Le sixième constat est que l'encadrement et le suivi réglementaire des démantèlements pourraient être plus efficaces. Les procédures administratives engendrent des délais souvent supérieurs à trois ans et la Cour recommande donc de simplifier la préparation et le contenu des décrets de démantèlement ainsi que de doter l'ASN d'un pouvoir de décision accru pour leur mise en oeuvre. Les autorités administratives semblent parfois en difficulté pour apprécier les arbitrages proposés par les exploitants. L'arbitrage politique doit être porté par la direction générale de l'énergie et du climat comme chef de file. Par ailleurs, on observe que la réduction sensible de la taxe sur les installations nucléaires de base à l'arrêt ou en cours de démantèlement, votée par le Parlement en 2017, n'incite plus les opérateurs à démanteler au plus vite les installations arrêtées.

Le septième constat est que l'évaluation des charges futures pourrait gagner en prudence et en exhaustivité. On ne part pas de rien : le montant des charges évalué par les trois exploitants s'établit à 46,4 milliards d'euros fin 2018, en hausse de 8,4 milliards d'euros par rapport à 2013, à périmètre constant.

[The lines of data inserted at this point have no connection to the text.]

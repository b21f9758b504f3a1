//! # Arithmetic and Comparison Fast Paths
//!
//! Handlers for ADD/SUB/MUL/DIV, their immediate forms, and the comparison
//! opcodes. Each inspects the operand type pair and takes an inline path
//! for int×int, int×float, float×int and float×float (ADD additionally
//! inlines string concatenation). Any other pairing is not an error: the
//! opcode degenerates into an ordinary method send on the first operand,
//! carrying the operator symbol from the instruction's B field.
//!
//! Integer arithmetic wraps with host `i64` semantics; integer division
//! and the division fast path raise ZeroDivisionError on a zero divisor,
//! while float division follows IEEE.

use crate::bytecode::Insn;
use crate::error::{ExcKind, Raised};
use crate::value::Value;
use crate::vm::Vm;

use super::ops_call;

/// Fall through to a regular SEND using the operator symbol in B with
/// `argc` arguments.
fn send_op(vm: &mut Vm, insn: Insn, argc: usize) -> Result<(), Raised> {
    ops_call::op_send(vm, insn.a(), insn.b(), argc, false)
}

pub(crate) fn op_add(vm: &mut Vm, insn: Insn) -> Result<(), Raised> {
    let a = insn.a();
    let x = vm.rget(a);
    let y = vm.rget(a + 1);
    let r = match (&x, &y) {
        (Value::Int(i), Value::Int(j)) => Value::Int(i.wrapping_add(*j)),
        (Value::Int(i), Value::Float(f)) => Value::Float(*i as f64 + f),
        (Value::Float(f), Value::Int(i)) => Value::Float(f + *i as f64),
        (Value::Float(f), Value::Float(g)) => Value::Float(f + g),
        (Value::Str(s1), Value::Str(s2)) => {
            let mut out = s1.borrow().clone();
            out.push_str(&s2.borrow());
            Value::str(out)
        }
        _ => return send_op(vm, insn, insn.c()),
    };
    vm.rset(a, r);
    Ok(())
}

pub(crate) fn op_sub(vm: &mut Vm, insn: Insn) -> Result<(), Raised> {
    let a = insn.a();
    let x = vm.rget(a);
    let y = vm.rget(a + 1);
    let r = match (&x, &y) {
        (Value::Int(i), Value::Int(j)) => Value::Int(i.wrapping_sub(*j)),
        (Value::Int(i), Value::Float(f)) => Value::Float(*i as f64 - f),
        (Value::Float(f), Value::Int(i)) => Value::Float(f - *i as f64),
        (Value::Float(f), Value::Float(g)) => Value::Float(f - g),
        _ => return send_op(vm, insn, insn.c()),
    };
    vm.rset(a, r);
    Ok(())
}

pub(crate) fn op_mul(vm: &mut Vm, insn: Insn) -> Result<(), Raised> {
    let a = insn.a();
    let x = vm.rget(a);
    let y = vm.rget(a + 1);
    let r = match (&x, &y) {
        (Value::Int(i), Value::Int(j)) => Value::Int(i.wrapping_mul(*j)),
        (Value::Int(i), Value::Float(f)) => Value::Float(*i as f64 * f),
        (Value::Float(f), Value::Int(i)) => Value::Float(f * *i as f64),
        (Value::Float(f), Value::Float(g)) => Value::Float(f * g),
        _ => return send_op(vm, insn, insn.c()),
    };
    vm.rset(a, r);
    Ok(())
}

pub(crate) fn op_div(vm: &mut Vm, insn: Insn) -> Result<(), Raised> {
    let a = insn.a();
    let x = vm.rget(a);
    let y = vm.rget(a + 1);
    let r = match (&x, &y) {
        (Value::Int(i), Value::Int(j)) => {
            if *j == 0 {
                return Err(vm.raise(ExcKind::ZeroDivision, "divided by 0".to_string()));
            }
            Value::Int(i.wrapping_div(*j))
        }
        (Value::Int(i), Value::Float(f)) => Value::Float(*i as f64 / f),
        (Value::Float(f), Value::Int(i)) => Value::Float(f / *i as f64),
        (Value::Float(f), Value::Float(g)) => Value::Float(f / g),
        _ => return send_op(vm, insn, insn.c()),
    };
    vm.rset(a, r);
    Ok(())
}

/// ADDI: `R(A) += C` with the immediate taken from the C field. The send
/// fallback materialises the immediate into `R(A+1)` first.
pub(crate) fn op_addi(vm: &mut Vm, insn: Insn) -> Result<(), Raised> {
    let a = insn.a();
    let c = insn.c() as i64;
    match vm.rget(a) {
        Value::Int(i) => {
            vm.rset(a, Value::Int(i.wrapping_add(c)));
            Ok(())
        }
        Value::Float(f) => {
            vm.rset(a, Value::Float(f + c as f64));
            Ok(())
        }
        _ => {
            vm.rset(a + 1, Value::Int(c));
            ops_call::op_send(vm, a, insn.b(), 1, false)
        }
    }
}

pub(crate) fn op_subi(vm: &mut Vm, insn: Insn) -> Result<(), Raised> {
    let a = insn.a();
    let c = insn.c() as i64;
    match vm.rget(a) {
        Value::Int(i) => {
            vm.rset(a, Value::Int(i.wrapping_sub(c)));
            Ok(())
        }
        Value::Float(f) => {
            vm.rset(a, Value::Float(f - c as f64));
            Ok(())
        }
        _ => {
            vm.rset(a + 1, Value::Int(c));
            ops_call::op_send(vm, a, insn.b(), 1, false)
        }
    }
}

/// Mixed and float comparison pairings through f64. Exact int×int is
/// handled by each caller first: values past 2^53 collapse onto one f64,
/// so integers never take this path against each other. `None` requests
/// the send fallback.
fn num_pair(x: &Value, y: &Value) -> Option<(f64, f64)> {
    match (x, y) {
        (Value::Int(i), Value::Float(f)) => Some((*i as f64, *f)),
        (Value::Float(f), Value::Int(i)) => Some((*f, *i as f64)),
        (Value::Float(f), Value::Float(g)) => Some((*f, *g)),
        _ => None,
    }
}

pub(crate) fn op_eq(vm: &mut Vm, insn: Insn) -> Result<(), Raised> {
    let a = insn.a();
    let x = vm.rget(a);
    let y = vm.rget(a + 1);
    // int×int must stay exact; other numeric pairs go through f64
    let r = match (&x, &y) {
        (Value::Int(i), Value::Int(j)) => Some(i == j),
        (Value::Nil, Value::Nil) => Some(true),
        (Value::Bool(p), Value::Bool(q)) => Some(p == q),
        (Value::Sym(p), Value::Sym(q)) => Some(p == q),
        _ => num_pair(&x, &y).map(|(p, q)| p == q),
    };
    match r {
        Some(b) => {
            vm.rset(a, Value::Bool(b));
            Ok(())
        }
        None => send_op(vm, insn, insn.c()),
    }
}

pub(crate) fn op_lt(vm: &mut Vm, insn: Insn) -> Result<(), Raised> {
    let a = insn.a();
    let x = vm.rget(a);
    let y = vm.rget(a + 1);
    let r = match (&x, &y) {
        (Value::Int(i), Value::Int(j)) => Some(i < j),
        _ => num_pair(&x, &y).map(|(p, q)| p < q),
    };
    match r {
        Some(b) => {
            vm.rset(a, Value::Bool(b));
            Ok(())
        }
        None => send_op(vm, insn, insn.c()),
    }
}

pub(crate) fn op_le(vm: &mut Vm, insn: Insn) -> Result<(), Raised> {
    let a = insn.a();
    let x = vm.rget(a);
    let y = vm.rget(a + 1);
    let r = match (&x, &y) {
        (Value::Int(i), Value::Int(j)) => Some(i <= j),
        _ => num_pair(&x, &y).map(|(p, q)| p <= q),
    };
    match r {
        Some(b) => {
            vm.rset(a, Value::Bool(b));
            Ok(())
        }
        None => send_op(vm, insn, insn.c()),
    }
}

pub(crate) fn op_gt(vm: &mut Vm, insn: Insn) -> Result<(), Raised> {
    let a = insn.a();
    let x = vm.rget(a);
    let y = vm.rget(a + 1);
    let r = match (&x, &y) {
        (Value::Int(i), Value::Int(j)) => Some(i > j),
        _ => num_pair(&x, &y).map(|(p, q)| p > q),
    };
    match r {
        Some(b) => {
            vm.rset(a, Value::Bool(b));
            Ok(())
        }
        None => send_op(vm, insn, insn.c()),
    }
}

pub(crate) fn op_ge(vm: &mut Vm, insn: Insn) -> Result<(), Raised> {
    let a = insn.a();
    let x = vm.rget(a);
    let y = vm.rget(a + 1);
    let r = match (&x, &y) {
        (Value::Int(i), Value::Int(j)) => Some(i >= j),
        _ => num_pair(&x, &y).map(|(p, q)| p >= q),
    };
    match r {
        Some(b) => {
            vm.rset(a, Value::Bool(b));
            Ok(())
        }
        None => send_op(vm, insn, insn.c()),
    }
}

La loi prévoit qu'ils procèdent à ces évaluations sur un principe de prudence. La Cour recommande d'obtenir des exploitants qu'ils prennent mieux en compte les incertitudes et les aléas dans les évaluations de charges futures et dans leur financement. En outre, le périmètre des charges de long terme devrait être progressivement étendu aux dépenses de post-exploitation ou aux dépenses dites de période. Mais le coût de ce changement de périmètre est estimé à plus de 7 milliards d'euros pour EDF et 1 milliard d'euros pour Orano, c'est pourquoi un provisionnement progressif ou avec un délai particulier pourrait être envisagé.

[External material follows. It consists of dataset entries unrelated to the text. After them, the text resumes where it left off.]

/// TAILCALL A B C: resolve like SEND but replace the current frame,
/// copying receiver, arguments and block down to the frame base. A native
/// callee flows directly into the return path.
pub(crate) fn op_tailcall(
    vm: &mut Vm,
    a: usize,
    b: usize,
    n: usize,
    entry: usize,
) -> Result<Option<Value>, Raised> {
    let mid = vm.isym(b)?;
    let recv = vm.rget(a);
    let start = vm.class_of(&recv);
    let mut n = n;
    let (m, defclass, mid) = resolve_for_call(vm, &start, mid, &recv, a, &mut n)?;
    let base = vm.base();
    let argc: i32 = if n == CALL_MAXARGS { -1 } else { n as i32 };
    let moved = if argc < 0 { 3 } else { n + 2 };
    for i in 0..moved {
        let v = vm.stack.get(base + a + i).cloned().unwrap_or(Value::Nil);
        vm.stack[base + i] = v;
    }
    let tclass = m.target_class().unwrap_or(defclass);
    {
        let ci = vm.ci_mut();
        ci.mid = Some(mid);
        ci.proc = Some(Rc::clone(&m));
        ci.target_class = Some(tclass);
        ci.argc = argc;
    }
    match &m.body {
        ProcBody::Irep(ir) => {
            let ir = Rc::clone(ir);
            let nregs = ir.nregs.max(moved);
            vm.ci_mut().nregs = nregs;
            vm.cur_irep = ir;
            vm.pc = 0;
            vm.stack_extend(nregs, moved);
            Ok(None)
        }
        ProcBody::Native(f) => {
            let f = *f;
            let args = collect_args(vm, base, argc);
            let v = f(vm, recv, &args)?;
            if vm.exc.is_some() {
                return Err(Raised);
            }
            vm.stack[base] = v.clone();
            ops_except::do_return(vm, v, RET_NORMAL, entry)
        }
    }
}

/// CALL: bare procedure re-entry (`proc.call`). The frame pushed for the
/// `call` send is rebound in place to the procedure held in slot 0; when
/// the procedure carries an environment, its slot 0 becomes the receiver
/// and its method name is re-adopted.
pub(crate) fn op_call(vm: &mut Vm, entry: usize) -> Result<Option<Value>, Raised> {
    let recv = vm.rget(0);
    let m = match &recv {
        Value::Proc(p) => Rc::clone(p),
        other => {
            let msg = format!("{} is not a proc", other.type_name());
            return Err(vm.raise(ExcKind::Type, msg));
        }
    };
    if let Some(e) = &m.env {
        if e.mid.is_some() {
            vm.ci_mut().mid = e.mid;
        }
        let self0 = vm.env_get(e, 0);
        vm.rset(0, self0);
    }
    {
        let ci = vm.ci_mut();
        ci.proc = Some(Rc::clone(&m));
        ci.target_class = m.target_class();
    }
    match &m.body {
        ProcBody::Irep(ir) => {
            let ir = Rc::clone(ir);
            let argc = vm.ci().argc;
            let keep = if argc < 0 { 3 } else { argc as usize + 2 };
            let nregs = ir.nregs.max(keep);
            vm.ci_mut().nregs = nregs;
            vm.cur_irep = ir;
            vm.pc = 0;
            vm.stack_extend(nregs, keep);
            Ok(None)
        }
        ProcBody::Native(f) => {
            let f = *f;
            let base = vm.base();
            let argc = vm.ci().argc;
            let args = collect_args(vm, base, argc);
            let slf = vm.rget(0);
            let v = f(vm, slf, &args)?;
            if vm.exc.is_some() {
                return Err(Raised);
            }
            ops_except::do_return(vm, v, RET_NORMAL, entry)
        }
    }
}

/// EXEC A Bx: run a child irep with `R(A)` (a class or module) as both
/// `self` and the target class. Used for class and module bodies.
pub(crate) fn op_exec(vm: &mut Vm, a: usize, bx: usize) -> Result<(), Raised> {
    let recv = vm.rget(a);
    let class = match &recv {
        Value::Class(c) => Rc::clone(c),
        other => {
            let msg = format!("{} is not a class or module", other.type_name());
            return Err(vm.raise(ExcKind::Type, msg));
        }
    };
    let ir = vm.irep_child(bx)?;
    let p = Rc::new(RProc::from_irep(Rc::clone(&ir), Some(Rc::clone(&class))));
    let base = vm.base();
    let nregs = ir.nregs.max(1);
    vm.frames.push(CallInfo {
        mid: None,
        proc: Some(p),
        target_class: Some(class),
        stackidx: base + a,
        nregs,
        argc: 0,
        acc: a as i32,
        pc: vm.pc,
        ridx: vm.rescues.len(),
        eidx: vm.ensures.len(),
        env: None,
    });
    vm.cur_irep = ir;
    vm.pc = 0;
    vm.stack_extend(nregs, 1);
    Ok(())
}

Le huitième constat est que la sécurisation du financement mériterait d'être ajustée. La loi prévoit que les provisions actualisées des charges futures doivent être couvertes par la constitution d'actifs dédiés dont la valeur de réalisation doit au moins être égale à celle des provisions. De plus, ces provisions doivent obligatoirement être affectées à leur objet. La Cour recommande de faire porter l'encadrement réglementaire du taux d'actualisation utilisé pour le calcul des provisions des exploitations nucléaires sur le taux réel plutôt que sur le taux nominal. Les ministres compétents ont annoncé aux exploitants le passage en 2020 à un plafonnement du taux réel sur la base d'une référence moins sensible à la conjoncture : c'est une bonne chose. Nous avions également relevé que les provisions pour charges futures non liées à l'exploitation devaient être intégralement couvertes par des actifs dédiés avec un délai de retour à 100 % sur trois ans en cas de dépréciation de ces actifs - alors que les exploitants souhaitaient au moins cinq ans. La Cour suggère la mise à l'étude de critères complémentaires d'analyse des risques et d'adossement actif-passif : or les provisions pour charges futures du CEA qui ne sont pas couvertes par des actifs dédiés devront être supportées par les générations futures...

Je tiens à remercier l'équipe de contrôle présente à mes côtés aujourd'hui. Nous nous félicitons que certaines de nos recommandations soient a priori retenues par le Gouvernement et formons le voeu que ce rapport puisse contribuer à l'information de nos concitoyens si vous décidiez de le rendre public.